Validation of AIMs in HGDP-CEPH Data

In the initial set of 271,907 AIMs, 63,544 SNPs in the HGDP-CEPH panel were genotyped and thus could be validated in more EAS and EUR populations, and another 405 SNPs with FST > 0.8 between EAS and EUR were also kept for further filtration. Small within-group variations (FST < 0.05) of AIMs were validated in six EAS populations and nine EUR populations; a summary of SNP-screen results is shown in Table S1 and Table S2. AIMs were further screened by the choosing of a maximum of two SNPs in 0.1 cM windows, with a minimum distance of 0.01 cM between SNPs. Additional SNPs were added in regions with lower informativeness, and SNPs were thinned in regions of high informativeness.

AIMs for Studying PanAsia-UG Samples Only

We screened another set of AIMs for assessment of admixture of PanAsia-UG samples. The screening procedure was similar to that aforementioned, except that the intermarker distance between AIMs could not be satisfied because only 58,960 SNPs were genotyped in PanAsia-UG samples.

Simulation Studies and Assessment of Genome-wide Information Content of EAS/EUR AIMs

We used Shannon entropy-related statistics (ri) which is implemented in ANCESTRYMAP42 as a measure of the map informativeness of each AIM, and we used the average of ri across loci (ravg) as a measure of the map power for all AIMs. A rough interpretation of ravg is that 1/ravg times as many samples must be genotyped, relative to a study with perfect information about local ancestry (ravg = 1), for comparable power to be achieved.25

We simulated northern and southern Uyghur samples, using EAS and EUR ancestry proportions estimated in the present study. Genotypes were sampled from the 60 EUR (CEU) samples and the 90 EAS (JPT and CHB) samples used to build our admixture map. For simulated samples of northern and southern Uyghurs, genotypes of each locus were generated on the basis of allele frequencies in HGDP-UG and PanAsia-UG, respectively. Chromosomal segments were created under the assumption of 110 generations for northern Uyghur populations and 130 generations for southern Uyghur populations since admixture, and they were assigned ancestries by the use of admixture proportions estimated in HGDP-UG and PanAsia-UG, respectively.
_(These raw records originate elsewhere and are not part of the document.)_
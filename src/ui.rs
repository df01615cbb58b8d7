// UI layer: provides a simple interactive menu using `dialoguer`.
// Each entry maps to one orchestrator operation; failures are printed and
// the menu keeps running.

use crate::api::{FormDataBuilder, ThemeApi};
use crate::files::GlobResolver;
use crate::orchestrator::{ThemeOrchestrator, UploadSpec};
use anyhow::Result;
use crossterm::style::Stylize;
use dialoguer::{Confirm, Input, Select};
use indicatif::{ProgressBar, ProgressStyle};
use std::future::Future;
use std::time::Duration;

/// Main interactive menu. Runs a select loop until the user chooses "Exit".
///
/// `rebuild` produces a new orchestrator for the same theme. It is used
/// after the menu creates a missing theme, because the creating instance
/// keeps answering "missing" from its existence cache.
pub async fn main_menu<A, G, F>(
    mut orch: ThemeOrchestrator<A, G, F>,
    rebuild: impl Fn() -> Result<ThemeOrchestrator<A, G, F>>,
) -> Result<()>
where
    A: ThemeApi,
    G: GlobResolver,
    F: FormDataBuilder,
{
    println!(
        "Theme {} on environment {}",
        orch.theme_name().bold(),
        orch.env_name().bold()
    );
    loop {
        let items = vec!["Check theme", "Create theme", "Reset theme", "Upload files", "Exit"];
        let selection = Select::new().items(&items).default(0).interact()?;
        match selection {
            0 => {
                let outcome = with_spinner("Checking...", orch.exists()).await;
                match outcome {
                    Ok(true) => println!("{}", "Theme exists".green()),
                    Ok(false) => println!("{}", "Theme does not exist".yellow()),
                    Err(e) => report_failure("Check", &e),
                }
            }
            1 => {
                let existed = with_spinner("Checking...", orch.exists()).await;
                let mut outcome = with_spinner("Creating...", orch.create()).await;
                if matches!((&existed, &outcome), (Ok(false), Ok(()))) {
                    orch = rebuild()?;
                    outcome = with_spinner("Binding...", orch.create()).await;
                }
                match outcome {
                    Ok(()) => println!(
                        "{} (id {})",
                        "Theme ready".green(),
                        orch.theme_id().unwrap_or("?")
                    ),
                    Err(e) => report_failure("Create", &e),
                }
            }
            2 => {
                // Reset wipes every remote resource, so ask first.
                let confirmed = Confirm::new()
                    .with_prompt("Remove all resources of this theme?")
                    .default(false)
                    .interact()?;
                if !confirmed {
                    continue;
                }
                if orch.theme_id().is_none() {
                    println!("Create the theme first to bind its id.");
                    continue;
                }
                let outcome = with_spinner("Resetting...", orch.reset()).await;
                match outcome {
                    Ok(()) => println!("{}", "Theme reset".green()),
                    Err(e) => report_failure("Reset", &e),
                }
            }
            3 => {
                if orch.theme_id().is_none() {
                    println!("Create the theme first to bind its id.");
                    continue;
                }
                let spec = prompt_upload_spec()?;
                let outcome = with_spinner("Uploading...", orch.upload_spec(&spec)).await;
                match outcome {
                    Ok(paths) if paths.is_empty() => println!("Nothing to upload"),
                    Ok(paths) => {
                        for path in &paths {
                            println!("  {path}");
                        }
                        println!("{}", format!("Uploaded {} files", paths.len()).green());
                    }
                    Err(e) => report_failure("Upload", &e),
                }
            }
            4 => break,
            _ => {}
        }
    }
    Ok(())
}

/// Collect the three upload arguments.
fn prompt_upload_spec() -> Result<UploadSpec> {
    let source_path: String = Input::new()
        .with_prompt("Source directory (e.g. src/)")
        .allow_empty(true)
        .interact_text()?;
    let target_path: String = Input::new()
        .with_prompt("Target directory (e.g. dist/)")
        .allow_empty(true)
        .interact_text()?;
    let glob_string: String = Input::new()
        .with_prompt("Files to upload (glob)")
        .interact_text()?;
    Ok(UploadSpec {
        target_path,
        source_path,
        glob_string,
    })
}

/// Shows an indicatif spinner while `work` runs.
async fn with_spinner<T>(message: &'static str, work: impl Future<Output = T>) -> T {
    let spinner = ProgressBar::new_spinner();
    if let Ok(style) = ProgressStyle::with_template("{spinner} {msg}") {
        spinner.set_style(style);
    }
    spinner.set_message(message);
    spinner.enable_steady_tick(Duration::from_millis(100));
    let out = work.await;
    spinner.finish_and_clear();
    out
}

fn report_failure(action: &str, err: &crate::ThemeError) {
    println!("{}", format!("{action} failed: {err}").red());
}
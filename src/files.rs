//! Glob expansion of local files.

use crate::error::{Result, ThemeError};
use std::path::PathBuf;
use tracing::warn;

/// Expands a glob pattern into existing files. Implementations must return
/// a stable order; uploads report results by position in this list.
pub trait GlobResolver {
    fn resolve(&self, pattern: &str) -> Result<Vec<PathBuf>>;
}

/// Resolves patterns against the local filesystem, relative to the working
/// directory unless the pattern is absolute. Directories are skipped and
/// the result is sorted.
#[derive(Clone, Debug, Default)]
pub struct FsGlobResolver;

impl GlobResolver for FsGlobResolver {
    fn resolve(&self, pattern: &str) -> Result<Vec<PathBuf>> {
        let paths = glob::glob(pattern)
            .map_err(|e| ThemeError::InvalidArguments(format!("invalid glob pattern: {pattern} ({e})")))?;

        let mut files = Vec::new();
        for entry in paths {
            match entry {
                Ok(path) if path.is_file() => files.push(path),
                Ok(_) => {}
                Err(e) => warn!(path = %e.path().display(), "skipping unreadable glob entry: {}", e.error()),
            }
        }

        files.sort();
        Ok(files)
    }
}

#[cfg(test)]
mod tests {
    use super::*;
    use pretty_assertions::assert_eq;

    #[test]
    fn resolves_files_in_stable_order() {
        let dir = tempfile::tempdir().unwrap();
        let root = dir.path();
        std::fs::create_dir_all(root.join("src/sub")).unwrap();
        std::fs::write(root.join("src/b.css"), "b").unwrap();
        std::fs::write(root.join("src/a.css"), "a").unwrap();
        std::fs::write(root.join("src/sub/c.css"), "c").unwrap();
        std::fs::write(root.join("src/ignored.js"), "js").unwrap();

        let pattern = format!("{}/src/**/*.css", root.display());
        let found = FsGlobResolver.resolve(&pattern).unwrap();

        assert_eq!(
            found,
            vec![
                root.join("src/a.css"),
                root.join("src/b.css"),
                root.join("src/sub/c.css"),
            ]
        );
    }

    #[test]
    fn directories_are_not_returned() {
        let dir = tempfile::tempdir().unwrap();
        std::fs::create_dir_all(dir.path().join("theme/css")).unwrap();

        let pattern = format!("{}/theme/*", dir.path().display());
        assert!(FsGlobResolver.resolve(&pattern).unwrap().is_empty());
    }

    #[test]
    fn invalid_pattern_is_invalid_arguments() {
        let err = FsGlobResolver.resolve("src/[").unwrap_err();
        assert!(matches!(err, ThemeError::InvalidArguments(_)));
    }
}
Disease cases were simulated as by Price et al.25 We assumed an increased disease risk of 1.5 for each chromosome with EAS ancestry at the disease locus, thus raising the proportion of EAS ancestry at that locus and at chromosomal segments containing it.25 Simulations were run with ANCESTRYMAP software,42 which produces a local LOD (log10 odds) score and a genome-wide LOD score on the basis of a locus-genome statistic that compares ancestry of cases at a candidate locus with genome-wide ancestry of cases. We studied only case-control design, with 1000 cases and 1000 controls simulated for each study. To check whether there were false-positive results reported, in control-only runs, 2000 controls were randomly sampled as 1000 pseudocases and 1000 controls.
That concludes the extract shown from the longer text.